自分の身体や気持ち(気分)の状態に気づく力を育む「こころのエクササイズ」です。

参考:http://www.humanwellness-institute.org/mindfulness.html

(3)コーピング
ストレスをどのように受け止め、どのように行動するか、という対処方法のことである

参考:https://jinjibu.jp/keyword/detl/270/

 

最後に、

自分は、自分の「意志」通りに行動していると、もし思ってるのなら、それは大きな誤認です。これでも、分かるように、自分は、全て、自分の「意志」で行動 しているとは、限らないのです。 体や脳が、「無意識」の状態で、ちゃんと、反応して、望まない方向に行くことなど、当たり前な事なのだと思います。

今の自分の地位や立場を守るには、やはり、このような、「脳」を、「心」を、「扁桃体」を、「海馬」を自分自身で、騙すことにより、「ストレス」を感じなように、仕向けるしか、方法が無いのでしょうか。。。。

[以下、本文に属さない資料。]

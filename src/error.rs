//! Error type shared by the scheduling and state layers.
//!
//! Every error is raised synchronously by the call that violates a
//! precondition; nothing is deferred to a later `update`. Cancelling an
//! unknown or already removed timer is deliberately *not* an error.

use thiserror::Error;

/// Errors surfaced to the game loop or to state implementations.
#[derive(Debug, Clone, PartialEq, Error)]
pub enum Error {
    /// A transition named a state that was never registered.
    #[error("unknown state '{0}'")]
    UnknownState(String),
    /// `pop`, `update` or `on_input` on a stack with no states.
    #[error("state stack is empty")]
    EmptyStack,
    /// A tween asked for an easing key that does not exist.
    #[error("invalid ease function name '{0}'")]
    InvalidEaseName(String),
    /// Malformed scheduling parameters (non-positive duration, zero fire limit...).
    #[error("invalid argument: {0}")]
    InvalidArgument(String),
    /// A state refused to enter, usually because of bad enter parameters.
    #[error("state '{state}' failed to enter: {reason}")]
    EnterFailed { state: String, reason: String },
    /// Configuration file could not be read, parsed or written.
    #[error("config error: {0}")]
    Config(String),
}

pub type Result<T> = std::result::Result<T, Error>;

逆な事を言えば、今の自分の地位や立場を守る必要が無い場合や守る価値も無い場合は、状況をちゃんと認識して、さっさと、逃げてしまうのが一番だと思うのですが、どうでしょう。

そんなに、守るべき、大事なものが、そこにあるのか? 自分自身で認識する必要がある事だけは確かです。  病んでしまわないうちに。。。。。